A national conversation about what makes one ‘Danish’, has erupted in Denmark after Martin Henriksen of the anti-immigration Danish People’s Party was invited on DR’s ‘Debatten’ programme, to speak about national identity.
Henriksen is a member of Parliament as well as the chairman of an important parliamentary committee on immigration, integration and housing.
When another guest on the show, the 18 year old Jens Philip Yazdani, asserted his Danish identity because he was born and brought up in Denmark from Iranian parents, Henriksen interrupted him.
“This is not how one becomes Danish,” he said. “You can’t say that if you bring the entire world to Denmark and they then have some children in Denmark, that the children are then Danish. That is simply a trivialisation of the debate and an insult to those generations who built up this country,” Henriksen said.
The nationalist politician’s point of view has lit up the immigration debate in Denmark. By rejecting the possibility of “becoming” Danish at a whim, it is clear that immigrants and their children need to take a harder look at their prospects of integration on their own terms.
Henriksen said he couldn’t say whether Jens Philip Yazsani, whose mother is Danish and father is Iranian, is a Dane because he “[doesn’t] know him”.
But leftists fumed at Henriksen’s remarks. Martin Krasnik, a columnist with the newspaper Weekendavisen, said biological identification of “the people” can be used to erase the rights and legalities of formal citizenship. He raked up the German example from World War II.
Krasnik recalled how Karl Lueger, the mayor of Vienna at the turn of the 20th century, claimed that “I decide who is a Jew.” This time, Krasnik warned, the definition of being Danish should not be left to Danes, suggesting instead that only immigrants ought to have the privilege of deciding what they are.
The immigration debate has seen a measure of level-headedness due to the migrant crisis dominating the news in Europe.
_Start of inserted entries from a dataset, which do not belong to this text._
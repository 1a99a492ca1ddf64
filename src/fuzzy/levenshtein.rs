// Copyright 2025-present Harīṣh Tummalachērla
// SPDX-License-Identifier: Apache-2.0

//! Edit distance with an early-exit optimization.
//!
//! The key insight: `|len(a) - len(b)|` is a lower bound on edit distance.
//! If two strings differ in length by more than the threshold, skip the O(nm) DP.
//! The similarity floor turns into exactly such a threshold, so most name words
//! never reach the DP at all.

/// Edit distance between `a` and `b`, or `None` if it exceeds `max`.
///
/// Bounded Levenshtein with two early-exit paths:
/// 1. If length difference exceeds `max`, return `None` immediately
/// 2. If minimum row value exceeds `max`, abandon the DP early
///
/// Both are sound: neither rejects a pair whose true distance is within `max`.
/// Lengths are counted in Unicode scalar values, not bytes.
pub fn levenshtein_bounded(a: &str, b: &str, max: usize) -> Option<usize> {
    let b_chars: Vec<char> = b.chars().collect();
    let a_len = a.chars().count();
    let b_len = b_chars.len();

    // Early-exit: length difference is a lower bound on edit distance
    if a_len.abs_diff(b_len) > max {
        return None;
    }

    let mut dp: Vec<usize> = (0..=b_len).collect();
    for (i, ac) in a.chars().enumerate() {
        let mut prev = dp[0];
        dp[0] = i + 1;
        let mut min_row = dp[0];

        for (j, bc) in b_chars.iter().enumerate() {
            let temp = dp[j + 1];
            let cost = usize::from(ac != *bc);
            dp[j + 1] = (dp[j + 1] + 1).min(dp[j] + 1).min(prev + cost);
            prev = temp;
            min_row = min_row.min(dp[j + 1]);
        }

        // Early-exit: if minimum in this row exceeds max, no point continuing
        if min_row > max {
            return None;
        }
    }

    Some(dp[b_len]).filter(|&distance| distance <= max)
}

/// Unbounded edit distance.
pub fn levenshtein(a: &str, b: &str) -> usize {
    let bound = a.chars().count().max(b.chars().count());
    // The distance never exceeds the longer length, so this always succeeds
    levenshtein_bounded(a, b, bound).unwrap_or(bound)
}

/// Are these strings within `max` edits of each other?
pub fn levenshtein_within(a: &str, b: &str, max: usize) -> bool {
    levenshtein_bounded(a, b, max).is_some()
}
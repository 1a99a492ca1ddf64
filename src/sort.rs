// Copyright 2025-present Harīṣh Tummalachērla
// SPDX-License-Identifier: Apache-2.0

//! Named orderings for browsing.
//!
//! Only used when there is no active query: when searching, relevance order is
//! the whole point and a named sort would throw it away.
//!
//! Every strategy ends in an id comparison, so the order is total and the same
//! input always produces the same output.

use crate::types::{Offer, SortStrategy};
use crate::util::fold_case;
use std::cmp::Ordering;

/// Compare two offers under `strategy`.
pub fn compare_offers(a: &Offer, b: &Offer, strategy: SortStrategy) -> Ordering {
    match strategy {
        // Ids are assigned monotonically, so higher means more recent
        SortStrategy::Newest => b.id.cmp(&a.id),
        SortStrategy::Popular => b
            .is_featured
            .cmp(&a.is_featured)
            .then_with(|| b.id.cmp(&a.id)),
        SortStrategy::Alphabetical => compare_names(&a.name, &b.name).then_with(|| a.id.cmp(&b.id)),
    }
}

/// Case- and accent-insensitive name order; exact spelling only breaks ties.
fn compare_names(a: &str, b: &str) -> Ordering {
    fold_case(a)
        .cmp(&fold_case(b))
        .then_with(|| a.to_lowercase().cmp(&b.to_lowercase()))
        .then_with(|| a.cmp(b))
}

/// Order offers by a named strategy.
pub fn sort_offers<'o>(offers: impl IntoIterator<Item = &'o Offer>, strategy: SortStrategy) -> Vec<&'o Offer> {
    let mut sorted: Vec<&'o Offer> = offers.into_iter().collect();
    sorted.sort_by(|a, b| compare_offers(a, b, strategy));
    sorted
}
// Copyright 2025-present Harīṣh Tummalachērla
// SPDX-License-Identifier: Apache-2.0

//! Query normalization: one canonical form for queries and field text.
//!
//! Anything that is not a word character, whitespace, or a hyphen is dropped.
//! That's the whole whitelist. Arbitrary Unicode goes in, and what comes out is
//! lowercase, trimmed, and single-spaced. An empty result means "no query".

#[cfg(feature = "unicode-normalization")]
use unicode_normalization::UnicodeNormalization;

/// Normalize a string for matching: lowercase, strip punctuation, collapse whitespace.
///
/// With the `unicode-normalization` feature, diacritics are folded first so
/// accented and plain spellings compare equal:
/// - "Café Pro" → "cafe pro"
/// - "Notion (Plus)!" → "notion plus"
/// - "  Wi-Fi   6 " → "wi-fi 6"
///
/// # Algorithm (with unicode-normalization feature)
///
/// 1. Lowercase
/// 2. NFD normalize (decompose characters into base + combining marks)
/// 3. Drop combining marks
/// 4. Drop everything outside `[word chars, whitespace, '-']`
/// 5. Collapse whitespace
#[cfg(feature = "unicode-normalization")]
pub fn normalize(value: &str) -> String {
    let folded: String = value
        .to_lowercase()
        .nfd()
        .filter(|c| !is_combining_mark(*c))
        .collect();
    strip_and_collapse(&folded)
}

/// Lightweight normalization without diacritic folding.
#[cfg(not(feature = "unicode-normalization"))]
pub fn normalize(value: &str) -> String {
    strip_and_collapse(&value.to_lowercase())
}

/// Case- and accent-insensitive key for ordering display names.
///
/// Same folding as [`normalize`] but punctuation and spacing are kept, so
/// "Évernote" sorts with the e's and "A-Team" stays distinct from "ATeam".
#[cfg(feature = "unicode-normalization")]
pub fn fold_case(value: &str) -> String {
    value
        .to_lowercase()
        .nfd()
        .filter(|c| !is_combining_mark(*c))
        .collect()
}

#[cfg(not(feature = "unicode-normalization"))]
pub fn fold_case(value: &str) -> String {
    value.to_lowercase()
}

fn strip_and_collapse(lowered: &str) -> String {
    lowered
        .chars()
        .filter(|c| is_word_char(*c) || c.is_whitespace() || *c == '-')
        .collect::<String>()
        .split_whitespace()
        .collect::<Vec<_>>()
        .join(" ")
}

/// Combining marks left behind by NFD decomposition.
#[cfg(feature = "unicode-normalization")]
fn is_combining_mark(c: char) -> bool {
    matches!(c,
        '\u{0300}'..='\u{036F}' |  // Combining Diacritical Marks
        '\u{1AB0}'..='\u{1AFF}' |  // Combining Diacritical Marks Extended
        '\u{1DC0}'..='\u{1DFF}' |  // Combining Diacritical Marks Supplement
        '\u{20D0}'..='\u{20FF}' |  // Combining Diacritical Marks for Symbols
        '\u{FE20}'..='\u{FE2F}'    // Combining Half Marks
    )
}

/// Letters, digits and underscore.
#[inline]
pub fn is_word_char(c: char) -> bool {
    c.is_alphanumeric() || c == '_'
}

/// Does `needle` occur in `haystack` as a whole word?
///
/// An occurrence counts only when the characters on either side (if any) are
/// not word characters. "email" does not contain the word "ai", but
/// "github student pack" contains the word "github".
pub fn contains_word(haystack: &str, needle: &str) -> bool {
    if needle.is_empty() {
        return false;
    }

    haystack.match_indices(needle).any(|(start, _)| {
        let end = start + needle.len();
        let before_ok = haystack[..start]
            .chars()
            .next_back()
            .is_none_or(|c| !is_word_char(c));
        let after_ok = haystack[end..].chars().next().is_none_or(|c| !is_word_char(c));
        before_ok && after_ok
    })
}

/// URL-style identifier for a display name: "Developer Tools" → "developer-tools".
pub fn slugify(value: &str) -> String {
    normalize(value).replace(' ', "-")
}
Although Denmark’s intake of refugees is one of the lowest among the European member countries of the Organization for Economic Cooperation and Development, and markedly lower than its neighbors Germany and Sweden, Danes have set high expectations.
Some are calling it the “Trump effect” although anti-immigration politics in Denmark predates the arrival of Republican presidential contender Donald J. Trump on the global stage by several decades.
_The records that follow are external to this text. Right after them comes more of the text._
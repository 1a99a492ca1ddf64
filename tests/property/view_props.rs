//! Property tests for the view-state query-string codec.

use offerscope::view::{decode, encode};
use offerscope::{Layout, PageSize, SortStrategy, ViewState};
use proptest::prelude::*;

prop_compose! {
    fn view_strategy()(
        category in prop::option::of("[a-z][a-z0-9-]{0,12}"),
        subcategory in prop::option::of("[A-Za-z]([A-Za-z&/, ]{0,10}[A-Za-z])?"),
        tags in prop::collection::btree_set("[A-Za-z]([A-Za-z0-9 ,%+&=]{0,10}[A-Za-z0-9])?", 0..4),
        query in "\\PC{0,20}",
        sort in prop::sample::select(SortStrategy::ALL.to_vec()),
        page in 1usize..500,
        page_size in prop::sample::select(PageSize::SUPPORTED.to_vec()),
        layout in prop::sample::select(vec![Layout::Grid, Layout::List]),
    ) -> ViewState {
        let mut view = ViewState::default();
        if let Some(category) = category {
            view = view.with_category(&category);
        }
        view.subcategory = subcategory;
        view.tags = tags;
        view.query = query;
        view.sort = sort;
        view.page = page;
        view.page_size = PageSize::new(page_size).unwrap();
        view.layout = layout;
        view
    }
}

proptest! {
    #![proptest_config(ProptestConfig::with_cases(500))]

    /// decode(encode(state)) == state.
    #[test]
    fn prop_round_trip(view in view_strategy()) {
        let encoded = encode(&view);
        prop_assert_eq!(decode(&encoded), view);
    }

    /// Encoding is canonical: a decoded-then-re-encoded string is unchanged.
    #[test]
    fn prop_encode_is_canonical(view in view_strategy()) {
        let encoded = encode(&view);
        prop_assert_eq!(encode(&decode(&encoded)), encoded);
    }

    /// No key is ever written with its default value.
    #[test]
    fn prop_defaults_never_emitted(view in view_strategy()) {
        let encoded = encode(&view);
        for pair in encoded.split('&').filter(|pair| !pair.is_empty()) {
            let (key, value) = pair.split_once('=').unwrap();
            prop_assert!(!value.is_empty(), "empty value for {}", key);
            let is_default = matches!(
                (key, value),
                ("category", "all") | ("sort", "newest") | ("page", "1") | ("perPage", "24") | ("view", "grid")
            );
            prop_assert!(!is_default, "default emitted: {}", pair);
        }
    }

    /// Any input decodes to a renderable view.
    #[test]
    fn prop_decode_total(input in "\\PC{0,80}") {
        let view = decode(&input);
        prop_assert!(view.page >= 1);
        prop_assert!(PageSize::SUPPORTED.contains(&view.page_size.get()));
        prop_assert!(!view.category.trim().is_empty());
    }

    /// Filter transitions always land on page 1.
    #[test]
    fn prop_filter_changes_reset_page(view in view_strategy(), tag in "[a-z]{1,6}", text in "[a-z ]{0,10}") {
        prop_assert_eq!(view.with_category("design").page, 1);
        prop_assert_eq!(view.with_subcategory(Some("IDE")).page, 1);
        prop_assert_eq!(view.with_tag_toggled(&tag).page, 1);
        prop_assert_eq!(view.with_query(&text).page, 1);
        prop_assert_eq!(view.with_sort(SortStrategy::Popular).page, view.page);
    }
}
Danes are no longer worried about gestures of conciliation toward the “New Danes”. Humor has replaced virtue-signalling. The ability to joke and deploy satire is increasingly moulding essential Danishness and the welcoming cheer to migrants is fast wearing off.
At the recent convention of the Danish People’s Party, one of its rising stars, Cheanne Nielsen, made headlines when she told an applauding audience that foreigners were welfare parasites who “spread filth, they cheat, they steal, they rape and they kill.”
Another speaker, Marlene Harpsoe, a member of Parliament, said that asylum seekers should be given a pair of sneakers: “If they can walk all the way here, they can also walk back home.”
A decision by the Social Democrats to collaborate with the Danish People’s Party on a package of welfare programs has weakened its ideological position, and there has been little push-back from the left.
The emergence, just weeks ago, of a new far-right party called the New Conservatives, is a clear sign that Danes are fed-up. The party advocates a ban on head scarves worn by Muslim women who work in the public sector and in schools and colleges, and a halt to granting asylum to refugees.
The party has already secured enough support required by law for it to contest parliamentary elections, after a huge surge in opinion polls.
The Danish monarch, Queen Margrethe II, has entered the fray too.
The queen’s comments on whether or not Denmark is a multicultural country come amidst the intense national debate about identity. She told German weekly Der Spiegel recently that Denmark was not a multicultural country
“I would not say we are a multicultural country, but more people live here now who have different roots, backgrounds and religions, more than 30 years ago,” she told Der Spiegel.
The queen spoke with Der Spiegel ahead of her weekend trip to attend the reopening of the refurbished Castle Church in Wittenberg, where Martin Luther nailed his 95 theses to the door of the church and started the protestant reformation.
“Under the constitution, as the Danish queen I am bound to the Lutheran faith,” she said, but added some conciliatory remarks.
King Harald of Norway, in stark contrast to his Danish counterpart, has done his level best to denigrate the national identity of his country. “Norwegians come from the north of the country, from the middle, from the south and all the other regions. Norwegians are also immigrants from Afghanistan, Pakistan, Poland, Sweden, Somalia and Syria,” King Harald said. “Norwegians believe in God, Allah, everything and nothing,” he added.